● **Work required**: Do any lines in the data below contain "PathBuf"? If so, copy every one of them.

**** Input data ****

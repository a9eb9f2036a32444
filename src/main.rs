use docker_update_mgr::{args, run_app, utils::log_utils};

fn main() {
    // Parse command-line arguments
    let args = args::args_checks();
    if let Err(e) = args.validate() {
        eprintln!("Error: {e}");
        std::process::exit(1);
    }

    log_utils::init(args.verbose);

    if let Err(e) = run_app(&args) {
        eprintln!("Application error: {e}");
        std::process::exit(1);
    }
}
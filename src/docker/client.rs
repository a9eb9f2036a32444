//! Docker Engine API client over the daemon's unix socket.

use async_trait::async_trait;
use http_body_util::{BodyExt, Full};
use hyper::body::{Bytes, Incoming};
use hyper::{Method, Request, Response, StatusCode, header};
use hyper_util::rt::TokioIo;
use serde::Serialize;
use serde::de::DeserializeOwned;
use std::path::{Path, PathBuf};
use tokio::net::UnixStream;
use tokio::sync::mpsc::UnboundedSender;
use tracing::{debug, warn};

use super::error::DockerError;
use super::models::{
    ContainerListItem, CreateResponse, ErrorBody, ImageListItem, InfoResponse, InspectResponse,
    PullMessage,
};
use crate::domain::{
    ContainerSnapshot, ContainerSummary, CreateContainerBody, DaemonInfo, LocalImage, PullProgress,
};
use crate::ports::DockerPort;
use crate::registry::split_name_tag;

/// Default location of the daemon socket.
pub const DEFAULT_SOCKET_PATH: &str = "/var/run/docker.sock";

/// API version every request is pinned to. 1.44 accepts multiple networks on create.
const API_VERSION: &str = "/v1.44";

pub struct DockerEngine {
    socket_path: PathBuf,
}

impl DockerEngine {
    pub fn new(socket_path: impl AsRef<Path>) -> Self {
        Self {
            socket_path: socket_path.as_ref().to_path_buf(),
        }
    }

    #[must_use]
    pub fn socket_path(&self) -> &Path {
        &self.socket_path
    }

    async fn send(
        &self,
        method: Method,
        path: &str,
        body: Option<Vec<u8>>,
    ) -> Result<Response<Incoming>, DockerError> {
        let stream = UnixStream::connect(&self.socket_path)
            .await
            .map_err(|source| DockerError::Connect {
                path: self.socket_path.display().to_string(),
                source,
            })?;

        let (mut sender, conn) = hyper::client::conn::http1::handshake(TokioIo::new(stream)).await?;
        tokio::spawn(async move {
            if let Err(e) = conn.await {
                debug!("docker connection closed: {e}");
            }
        });

        let builder = Request::builder()
            .method(method)
            .uri(format!("http://localhost{API_VERSION}{path}"))
            .header(header::HOST, "localhost");
        let request = match body {
            Some(bytes) => builder
                .header(header::CONTENT_TYPE, "application/json")
                .body(Full::new(Bytes::from(bytes)))?,
            None => builder.body(Full::new(Bytes::new()))?,
        };

        Ok(sender.send_request(request).await?)
    }

    async fn request(
        &self,
        method: Method,
        path: &str,
        body: Option<Vec<u8>>,
    ) -> Result<Bytes, DockerError> {
        let response = self.send(method, path, body).await?;
        let status = response.status();
        let bytes = response.into_body().collect().await?.to_bytes();
        check_status(status, &bytes)?;
        Ok(bytes)
    }

    async fn get_json<T: DeserializeOwned>(&self, path: &str) -> Result<T, DockerError> {
        let bytes = self.request(Method::GET, path, None).await?;
        Ok(serde_json::from_slice(&bytes)?)
    }

    async fn post_json<T: DeserializeOwned, B: Serialize>(
        &self,
        path: &str,
        body: &B,
    ) -> Result<T, DockerError> {
        let payload = serde_json::to_vec(body)?;
        let bytes = self.request(Method::POST, path, Some(payload)).await?;
        Ok(serde_json::from_slice(&bytes)?)
    }

    async fn post_empty(&self, path: &str) -> Result<(), DockerError> {
        self.request(Method::POST, path, None).await?;
        Ok(())
    }
}

fn check_status(status: StatusCode, body: &[u8]) -> Result<(), DockerError> {
    if status.is_success() {
        return Ok(());
    }
    let message = serde_json::from_slice::<ErrorBody>(body)
        .map(|b| b.message)
        .unwrap_or_else(|_| String::from_utf8_lossy(body).trim().to_string());

    match status {
        StatusCode::NOT_FOUND => Err(DockerError::NotFound(message)),
        other => Err(DockerError::Api {
            status: other.as_u16(),
            message,
        }),
    }
}

fn query(pairs: &[(&str, &str)]) -> String {
    let mut serializer = url::form_urlencoded::Serializer::new(String::new());
    for (k, v) in pairs {
        serializer.append_pair(k, v);
    }
    serializer.finish()
}

/// Handle one newline-delimited message of the pull stream.
fn handle_pull_line(
    line: &[u8],
    progress: Option<&UnboundedSender<PullProgress>>,
) -> Result<(), DockerError> {
    let line = line.trim_ascii();
    if line.is_empty() {
        return Ok(());
    }
    let message: PullMessage = serde_json::from_slice(line)?;
    if let Some(error) = message.error {
        return Err(DockerError::Pull(error));
    }
    if let Some(tx) = progress {
        // A dropped receiver only means nobody is watching.
        let _ = tx.send(message.into_progress());
    }
    Ok(())
}

#[async_trait]
impl DockerPort for DockerEngine {
    async fn info(&self) -> Result<DaemonInfo, DockerError> {
        let info: InfoResponse = self.get_json("/info").await?;
        Ok(info.into())
    }

    async fn list_containers(&self, all: bool) -> Result<Vec<ContainerSummary>, DockerError> {
        let path = format!("/containers/json?all={all}");
        let items: Vec<ContainerListItem> = self.get_json(&path).await?;
        Ok(items.into_iter().map(ContainerSummary::from).collect())
    }

    async fn inspect_container(&self, id: &str) -> Result<ContainerSnapshot, DockerError> {
        let resp: InspectResponse = self.get_json(&format!("/containers/{id}/json")).await?;
        Ok(resp.into())
    }

    async fn start_container(&self, id: &str) -> Result<(), DockerError> {
        self.post_empty(&format!("/containers/{id}/start")).await
    }

    async fn stop_container(&self, id: &str) -> Result<(), DockerError> {
        self.post_empty(&format!("/containers/{id}/stop")).await
    }

    async fn restart_container(&self, id: &str) -> Result<(), DockerError> {
        self.post_empty(&format!("/containers/{id}/restart")).await
    }

    async fn remove_container(&self, id: &str, force: bool) -> Result<(), DockerError> {
        self.request(Method::DELETE, &format!("/containers/{id}?force={force}"), None)
            .await?;
        Ok(())
    }

    async fn create_container(
        &self,
        name: &str,
        body: &CreateContainerBody,
    ) -> Result<String, DockerError> {
        let path = format!("/containers/create?{}", query(&[("name", name)]));
        let resp: CreateResponse = self.post_json(&path, body).await?;
        for warning in resp.warnings.unwrap_or_default() {
            warn!(container = name, "create warning: {warning}");
        }
        Ok(resp.id)
    }

    async fn rename_container(&self, id: &str, new_name: &str) -> Result<(), DockerError> {
        let path = format!("/containers/{id}/rename?{}", query(&[("name", new_name)]));
        self.post_empty(&path).await
    }

    async fn pull_image(
        &self,
        image: &str,
        progress: Option<UnboundedSender<PullProgress>>,
    ) -> Result<(), DockerError> {
        // Without an explicit tag the daemon pulls every tag of the repository.
        let params = if image.contains('@') {
            query(&[("fromImage", image)])
        } else {
            let (name, tag) = split_name_tag(image);
            query(&[("fromImage", name), ("tag", tag.unwrap_or("latest"))])
        };

        let response = self
            .send(Method::POST, &format!("/images/create?{params}"), None)
            .await?;
        let status = response.status();
        if !status.is_success() {
            let bytes = response.into_body().collect().await?.to_bytes();
            return check_status(status, &bytes);
        }

        let mut body = response.into_body();
        let mut buffer: Vec<u8> = Vec::new();
        while let Some(frame) = body.frame().await {
            let frame = frame?;
            if let Some(data) = frame.data_ref() {
                buffer.extend_from_slice(data);
                while let Some(pos) = buffer.iter().position(|b| *b == b'\n') {
                    let line: Vec<u8> = buffer.drain(..=pos).collect();
                    handle_pull_line(&line, progress.as_ref())?;
                }
            }
        }
        handle_pull_line(&buffer, progress.as_ref())?;
        debug!(image, "pull complete");
        Ok(())
    }

    async fn container_logs(
        &self,
        id: &str,
        tail: Option<u64>,
        since: Option<i64>,
    ) -> Result<Vec<u8>, DockerError> {
        let tail = tail.map_or_else(|| "all".to_string(), |t| t.to_string());
        let since = since.unwrap_or(0).to_string();
        let params = query(&[
            ("stdout", "true"),
            ("stderr", "true"),
            ("tail", &tail),
            ("since", &since),
        ]);
        let bytes = self
            .request(Method::GET, &format!("/containers/{id}/logs?{params}"), None)
            .await?;
        Ok(bytes.to_vec())
    }

    async fn list_images(&self) -> Result<Vec<LocalImage>, DockerError> {
        let items: Vec<ImageListItem> = self.get_json("/images/json").await?;
        Ok(items.into_iter().map(LocalImage::from).collect())
    }
}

****

● **Result of this task**:
use std::path::{Path, PathBuf};
    socket_path: PathBuf,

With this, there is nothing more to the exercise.